YOUR GOAL -> Look through the lines below for the word "cards", and copy every line that has it.

Collected data:
────────────────────────────────────────
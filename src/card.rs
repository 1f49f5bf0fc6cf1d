//! Card and rank types.

/// Card suit.
///
/// Suits carry no game semantics; they exist so a renderer can display the
/// exact cards that were dealt.
#[derive(Debug, Clone, Copy, PartialEq, Eq, Hash)]
pub enum Suit {
    /// Hearts.
    Hearts,
    /// Diamonds.
    Diamonds,
    /// Clubs.
    Clubs,
    /// Spades.
    Spades,
}

impl Suit {
    /// All four suits, in deck-building order.
    pub const ALL: [Self; 4] = [Self::Hearts, Self::Diamonds, Self::Clubs, Self::Spades];
}

/// Card rank.
#[derive(Debug, Clone, Copy, PartialEq, Eq, Hash)]
pub enum Rank {
    /// 2.
    Two,
    /// 3.
    Three,
    /// 4.
    Four,
    /// 5.
    Five,
    /// 6.
    Six,
    /// 7.
    Seven,
    /// 8.
    Eight,
    /// 9.
    Nine,
    /// 10.
    Ten,
    /// Jack.
    Jack,
    /// Queen.
    Queen,
    /// King.
    King,
    /// Ace.
    Ace,
}

impl Rank {
    /// All thirteen ranks, in deck-building order.
    pub const ALL: [Self; 13] = [
        Self::Two,
        Self::Three,
        Self::Four,
        Self::Five,
        Self::Six,
        Self::Seven,
        Self::Eight,
        Self::Nine,
        Self::Ten,
        Self::Jack,
        Self::Queen,
        Self::King,
        Self::Ace,
    ];

    /// Returns the pip value of the rank.
    ///
    /// Number cards count their face value, face cards count 10, and an Ace
    /// counts 11 here; demoting an Ace to 1 is hand valuation's job, not the
    /// card's.
    #[must_use]
    pub const fn pip_value(self) -> u8 {
        match self {
            Self::Two => 2,
            Self::Three => 3,
            Self::Four => 4,
            Self::Five => 5,
            Self::Six => 6,
            Self::Seven => 7,
            Self::Eight => 8,
            Self::Nine => 9,
            Self::Ten | Self::Jack | Self::Queen | Self::King => 10,
            Self::Ace => 11,
        }
    }
}

/// A playing card.
#[derive(Debug, Clone, Copy, PartialEq, Eq, Hash)]
pub struct Card {
    /// The rank of the card.
    pub rank: Rank,
    /// The suit of the card.
    pub suit: Suit,
}

impl Card {
    /// Creates a new card.
    #[must_use]
    pub const fn new(rank: Rank, suit: Suit) -> Self {
        Self { rank, suit }
    }
}

/// Number of cards per deck.
pub const DECK_SIZE: usize = 52;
────────────────────────────────────────
ANSWER BELOW ->
/// exact cards that were dealt.
    /// Number cards count their face value, face cards count 10, and an Ace
/// Number of cards per deck.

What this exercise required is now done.